Prusiner started his scientific career in his undergraduate studies at the University of Pennsylvania, where he also attended medical school. There he began to develop an interest in research that stayed with him the rest of his life.

Having decided to study the brain, he then took a short residency in neurology. One patient he encountered started his journey on the road to exploring neurodegenerative diseases. Over the years, Prusiner explored issues dealing with Creuzfeldt-Jacob disease and kuru in humans, scrapie in sheep, and mad cow disease in cattle. The common theme in all these disorders turned out to be an unusual protein set that could change shape from a benign structure to one that was neurologically damaging,

One challenge that confronted Prusiner in his research was the prevailing theory that these disorders were caused by viruses, which were composed mainly of nucleic acids. He had to overcome strong prejudice and opposition to his ideas that these causative agents were not viruses (there were no nucleic acids present) and that they were proteins (no neurodegenerative pathogenic agent at that time had been shown to be a protein). Over the course of his research, he was roundly attacked for his “heretical” beliefs. Even after he was awarded his Nobel Prize, scientists still mocked him and denied his results.

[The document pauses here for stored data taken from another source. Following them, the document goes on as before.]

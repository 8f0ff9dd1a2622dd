// Copyright (C) 2026 Melanin Click Team
// Licensed under GPL-3.0-or-later

// Archive extraction for downloaded packages (.tar.gz and .zip).
// Every entry is validated before anything is written, so an archive with a
// single unsafe path leaves the destination untouched.

use crate::error::{InstallError, InstallResult};
use flate2::read::GzDecoder;
use std::fs::File;
use std::io;
use std::path::{Component, Path};

#[derive(Debug, Clone, Copy, PartialEq, Eq)]
pub enum ArchiveFormat {
    TarGz,
    Zip,
}

impl ArchiveFormat {
    pub fn extension(self) -> &'static str {
        match self {
            ArchiveFormat::TarGz => "tar.gz",
            ArchiveFormat::Zip => "zip",
        }
    }
}

/// Extract `archive_path` into `dest_dir` on the blocking pool.
///
/// The archive is left in place; deleting it is up to the caller.
pub async fn extract_archive(
    archive_path: &Path,
    dest_dir: &Path,
    format: ArchiveFormat,
) -> InstallResult<()> {
    let archive_path = archive_path.to_path_buf();
    let dest_dir = dest_dir.to_path_buf();

    // tar/zip readers are synchronous
    tokio::task::spawn_blocking(move || extract_archive_sync(&archive_path, &dest_dir, format))
        .await
        .map_err(|e| InstallError::Filesystem(format!("Extraction task failed: {}", e)))?
}

pub fn extract_archive_sync(
    archive_path: &Path,
    dest_dir: &Path,
    format: ArchiveFormat,
) -> InstallResult<()> {
    if !archive_path.exists() {
        return Err(InstallError::NotFound(archive_path.to_path_buf()));
    }

    crate::debug::log(&format!(
        "Extracting {:?} ({}) into {:?}",
        archive_path,
        format.extension(),
        dest_dir
    ));

    match format {
        ArchiveFormat::TarGz => {
            validate_tar_gz(archive_path)?;
            std::fs::create_dir_all(dest_dir)
                .map_err(|e| InstallError::filesystem(format!("Failed to create {:?}", dest_dir), e))?;
            unpack_tar_gz(archive_path, dest_dir)
        }
        ArchiveFormat::Zip => {
            let mut archive = open_zip(archive_path)?;
            validate_zip(&mut archive)?;
            std::fs::create_dir_all(dest_dir)
                .map_err(|e| InstallError::filesystem(format!("Failed to create {:?}", dest_dir), e))?;
            unpack_zip(&mut archive, dest_dir)
        }
    }?;

    crate::debug::log(&format!("Extraction into {:?} complete", dest_dir));
    Ok(())
}

/// True when `path` stays below the directory it is joined onto.
fn is_enclosed(path: &Path) -> bool {
    let mut depth = 0usize;
    for component in path.components() {
        match component {
            Component::Normal(_) => depth += 1,
            Component::CurDir => {}
            Component::ParentDir => {
                if depth == 0 {
                    return false;
                }
                depth -= 1;
            }
            Component::RootDir | Component::Prefix(_) => return false,
        }
    }
    true
}

/// A link target resolved relative to the entry's own directory must stay
/// inside the archive root.
fn link_is_enclosed(entry_path: &Path, target: &Path) -> bool {
    let parent = entry_path.parent().unwrap_or(Path::new(""));
    is_enclosed(&parent.join(target))
}

fn read_error(archive_path: &Path, err: io::Error) -> InstallError {
    InstallError::CorruptArchive(format!("{}: {}", archive_path.display(), err))
}

// ----------------------------------------------------------------------------
// TAR.GZ
// ----------------------------------------------------------------------------

fn open_tar_gz(archive_path: &Path) -> InstallResult<tar::Archive<GzDecoder<File>>> {
    let file = File::open(archive_path)
        .map_err(|e| InstallError::filesystem(format!("Failed to open {:?}", archive_path), e))?;
    Ok(tar::Archive::new(GzDecoder::new(file)))
}

fn validate_tar_gz(archive_path: &Path) -> InstallResult<()> {
    let mut archive = open_tar_gz(archive_path)?;
    let entries = archive.entries().map_err(|e| read_error(archive_path, e))?;

    for entry in entries {
        let entry = entry.map_err(|e| read_error(archive_path, e))?;
        let path = entry.path().map_err(|e| read_error(archive_path, e))?.into_owned();

        if !is_enclosed(&path) {
            return Err(InstallError::CorruptArchive(format!(
                "entry {:?} escapes the install directory",
                path
            )));
        }

        let kind = entry.header().entry_type();
        if kind.is_symlink() || kind.is_hard_link() {
            if let Some(target) = entry.link_name().map_err(|e| read_error(archive_path, e))? {
                let enclosed = if kind.is_hard_link() {
                    is_enclosed(&target)
                } else {
                    link_is_enclosed(&path, &target)
                };
                if !enclosed {
                    return Err(InstallError::CorruptArchive(format!(
                        "link {:?} -> {:?} escapes the install directory",
                        path, target
                    )));
                }
            }
        }
    }
    Ok(())
}

fn unpack_tar_gz(archive_path: &Path, dest_dir: &Path) -> InstallResult<()> {
    let mut archive = open_tar_gz(archive_path)?;
    archive.set_preserve_permissions(true);
    let entries = archive.entries().map_err(|e| read_error(archive_path, e))?;

    for entry in entries {
        let mut entry = entry.map_err(|e| read_error(archive_path, e))?;
        let unpacked = entry.unpack_in(dest_dir).map_err(|e| match e.kind() {
            io::ErrorKind::InvalidData | io::ErrorKind::UnexpectedEof => read_error(archive_path, e),
            _ => InstallError::filesystem(format!("Failed to extract into {:?}", dest_dir), e),
        })?;
        if !unpacked {
            return Err(InstallError::CorruptArchive(format!(
                "entry in {} was refused by the unpacker",
                archive_path.display()
            )));
        }
    }
    Ok(())
}

// ----------------------------------------------------------------------------
// ZIP
// ----------------------------------------------------------------------------

fn open_zip(archive_path: &Path) -> InstallResult<zip::ZipArchive<File>> {
    let file = File::open(archive_path)
        .map_err(|e| InstallError::filesystem(format!("Failed to open {:?}", archive_path), e))?;
    zip::ZipArchive::new(file).map_err(|e| {
        InstallError::CorruptArchive(format!("{}: {}", archive_path.display(), e))
    })
}

fn validate_zip(archive: &mut zip::ZipArchive<File>) -> InstallResult<()> {
    for i in 0..archive.len() {
        let entry = archive
            .by_index(i)
            .map_err(|e| InstallError::CorruptArchive(format!("entry {}: {}", i, e)))?;
        if entry.enclosed_name().is_none() {
            return Err(InstallError::CorruptArchive(format!(
                "entry {:?} escapes the install directory",
                entry.name()
            )));
        }
    }
    Ok(())
}

fn unpack_zip(archive: &mut zip::ZipArchive<File>, dest_dir: &Path) -> InstallResult<()> {
    for i in 0..archive.len() {
        let mut entry = archive
            .by_index(i)
            .map_err(|e| InstallError::CorruptArchive(format!("entry {}: {}", i, e)))?;

        let entry_path = entry.enclosed_name().ok_or_else(|| {
            InstallError::CorruptArchive(format!("invalid entry path {:?}", entry.name()))
        })?;
        let dest_path = dest_dir.join(entry_path);

        if entry.is_dir() {
            std::fs::create_dir_all(&dest_path)
                .map_err(|e| InstallError::filesystem(format!("Failed to create {:?}", dest_path), e))?;
            continue;
        }

        if let Some(parent) = dest_path.parent() {
            std::fs::create_dir_all(parent)
                .map_err(|e| InstallError::filesystem(format!("Failed to create {:?}", parent), e))?;
        }

        let mut out = File::create(&dest_path)
            .map_err(|e| InstallError::filesystem(format!("Failed to create {:?}", dest_path), e))?;
        io::copy(&mut entry, &mut out).map_err(|e| match e.kind() {
            io::ErrorKind::InvalidData | io::ErrorKind::UnexpectedEof => {
                InstallError::CorruptArchive(format!("{}: {}", entry.name(), e))
            }
            _ => InstallError::filesystem(format!("Failed to write {:?}", dest_path), e),
        })?;

        #[cfg(unix)]
        if let Some(mode) = entry.unix_mode() {
            use std::os::unix::fs::PermissionsExt;
            std::fs::set_permissions(&dest_path, std::fs::Permissions::from_mode(mode))
                .map_err(|e| {
                    InstallError::filesystem(format!("Failed to set permissions on {:?}", dest_path), e)
                })?;
        }
    }
    Ok(())
}


#[cfg(test)]
mod tests {
    use super::*;

    #[test]
    fn test_is_enclosed() {
        assert!(is_enclosed(Path::new("whive/bin/whive-qt")));
        assert!(is_enclosed(Path::new("./a/../b")));
        assert!(!is_enclosed(Path::new("../../etc/passwd")));
        assert!(!is_enclosed(Path::new("a/../../b")));
        assert!(!is_enclosed(Path::new("/etc/passwd")));
        assert!(link_is_enclosed(Path::new("lib/libx.so"), Path::new("libx.so.1")));
        assert!(link_is_enclosed(Path::new("bin/tool"), Path::new("../lib/tool")));
        assert!(!link_is_enclosed(Path::new("bin/tool"), Path::new("../../tool")));
    }

    #[test]
    fn test_extract_tar_gz_preserves_layout() {
        let dir = tempfile::tempdir().unwrap();
        let archive = dir.path().join("whive.tar.gz");
        std::fs::write(
            &archive,
            fixtures::tar_gz(&[
                ("whive/bin/whive-qt", b"#!/bin/sh\n"),
                ("whive/README", b"hello"),
            ]),
        )
        .unwrap();

        let dest = dir.path().join("whive-core");
        extract_archive_sync(&archive, &dest, ArchiveFormat::TarGz).unwrap();

        assert_eq!(std::fs::read(dest.join("whive/README")).unwrap(), b"hello");
        assert!(dest.join("whive/bin/whive-qt").is_file());
        // The caller decides when the archive goes away
        assert!(archive.exists());
    }

    #[test]
    fn test_extract_zip_preserves_layout() {
        let dir = tempfile::tempdir().unwrap();
        let archive = dir.path().join("bitcoin.zip");
        std::fs::write(
            &archive,
            fixtures::zip(&[("bitcoin-22.0/bin/bitcoin-qt.exe", b"MZ")]),
        )
        .unwrap();

        let dest = dir.path().join("bitcoin-core");
        extract_archive_sync(&archive, &dest, ArchiveFormat::Zip).unwrap();
        assert_eq!(
            std::fs::read(dest.join("bitcoin-22.0/bin/bitcoin-qt.exe")).unwrap(),
            b"MZ"
        );
    }

    #[test]
    fn test_tar_traversal_is_rejected_before_writing() {
        let dir = tempfile::tempdir().unwrap();
        let archive = dir.path().join("evil.tar.gz");
        std::fs::write(
            &archive,
            fixtures::tar_gz(&[("good.txt", b"ok"), ("../../etc/passwd", b"root::0:0")]),
        )
        .unwrap();

        let dest = dir.path().join("a").join("dest");
        let err = extract_archive_sync(&archive, &dest, ArchiveFormat::TarGz).unwrap_err();
        assert!(matches!(err, InstallError::CorruptArchive(_)), "{:?}", err);
        assert!(!dest.join("good.txt").exists());
        assert!(!dir.path().join("etc").exists());
    }

    #[test]
    fn test_zip_traversal_is_rejected_before_writing() {
        let dir = tempfile::tempdir().unwrap();
        let archive = dir.path().join("evil.zip");
        std::fs::write(
            &archive,
            fixtures::zip(&[("good.txt", b"ok"), ("../escaped.txt", b"x")]),
        )
        .unwrap();

        let dest = dir.path().join("dest");
        let err = extract_archive_sync(&archive, &dest, ArchiveFormat::Zip).unwrap_err();
        assert!(matches!(err, InstallError::CorruptArchive(_)), "{:?}", err);
        assert!(!dest.join("good.txt").exists());
        assert!(!dir.path().join("escaped.txt").exists());
    }

    #[test]
    fn test_garbage_is_corrupt_archive() {
        let dir = tempfile::tempdir().unwrap();
        let archive = dir.path().join("junk.zip");
        std::fs::write(&archive, b"definitely not a zip").unwrap();
        assert!(matches!(
            extract_archive_sync(&archive, &dir.path().join("d"), ArchiveFormat::Zip),
            Err(InstallError::CorruptArchive(_))
        ));

        let archive = dir.path().join("junk.tar.gz");
        std::fs::write(&archive, b"definitely not gzip").unwrap();
        assert!(matches!(
            extract_archive_sync(&archive, &dir.path().join("d"), ArchiveFormat::TarGz),
            Err(InstallError::CorruptArchive(_))
        ));
    }

    #[test]
    fn test_missing_archive_is_not_found() {
        let dir = tempfile::tempdir().unwrap();
        let missing = dir.path().join("nope.tar.gz");
        assert!(matches!(
            extract_archive_sync(&missing, dir.path(), ArchiveFormat::TarGz),
            Err(InstallError::NotFound(_))
        ));
    }

    #[tokio::test]
    async fn test_async_extract_runs_on_blocking_pool() {
        let dir = tempfile::tempdir().unwrap();
        let archive = dir.path().join("m.tar.gz");
        std::fs::write(&archive, fixtures::tar_gz(&[("cpuminer", b"bin")])).unwrap();
        extract_archive(&archive, &dir.path().join("out"), ArchiveFormat::TarGz)
            .await
            .unwrap();
        assert!(dir.path().join("out/cpuminer").exists());
    }
}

The initial research was difficult to carry out because there was no simple and fast way to identify the presence of the infectious material. The assay methods involved grinding up tissues from an infected animal and injecting it into an uninfected one. Then the behavior of the injected animal was monitored until signs of nervous system problems were seen, often many months after the initial injection. Large numbers of animals were required, so progress was extremely slow and the project was very expensive to carry out. Once the protein was identified and could be isolated, results came much more rapidly.

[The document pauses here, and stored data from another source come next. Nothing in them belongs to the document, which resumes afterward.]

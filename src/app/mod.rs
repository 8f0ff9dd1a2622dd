// Copyright (C) 2026 Melanin Click Team
// Licensed under GPL-3.0-or-later

// Module structure for the wizard application
//
// - state.rs: Core types (Screen, Dialog, WizardApp struct) and initialization
// - logic.rs: Message drain, install/run/cancel actions
// - ui.rs: UI rendering (eframe::App implementation)

mod state;
mod logic;
mod ui;

pub use state::WizardApp;
use state::{Dialog, MinerTarget, Screen};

A major conceptual issue was the idea that the protein involved did not have a modified chemical composition when infective, but rather a simple change of shape. The idea of as protein shifting its shape was not new. The hemoglobin molecule in red blood cells (responsible for the transport of oxygen in the bloodstream) will shift its shape when oxygen molecules attach to it. When the red cell reaches a tissue needing oxygen, the oxygen molecules go off the hemoglobin and into the tissue cell. As the oxygen molecules leave the hemoglobin, the protein shape shifts back.

Other examples of protein changes of shape involve allosteric enzymes. A molecule will loosely attach to the enzyme, changing its three-dimensional shape and affecting the activity of that enzyme.

This research project also demonstrates the often high cost of doing science. As the study developed, yearly budgets of a million dollars or more were involved. In this case, one can see the ultimate value of the project in hindsight because of the value of understanding disorders such as Alzheimer’s disease.

Concerns about expensive research are often raised in areas where the payoff is not nearly as obvious. Prusiner’s description of how the grant process works is informative to those outside the field, as is his concerns about tenure and the ability to continue his studies.

Parts of the book may seem overwhelming to the non-scientist (and perhaps even to some scientists who do not work in the life sciences arena). Throughout the chapters are detailed descriptions of experimental protocols explaining some particular problem and how the research team solved the challenge presented to them. One purpose of including this detailed information may be to illustrate how a scientific problem is approached and the strategies needed to deal with the difficulties.

Prusiner does not give us the idealistic, sanitized picture of modern scientific research where cooperation and collaboration are commonplace. Rather, the author shows science today as it really is: competitive, crowded with too many people trying to get funding, involving sometimes massive egos at play instead of the search for truth, and rife with naysayers’ refusal to accept new ideas in spite of the data. Prusiner shows the science game as it is too often played today, and we are all better for his sharing.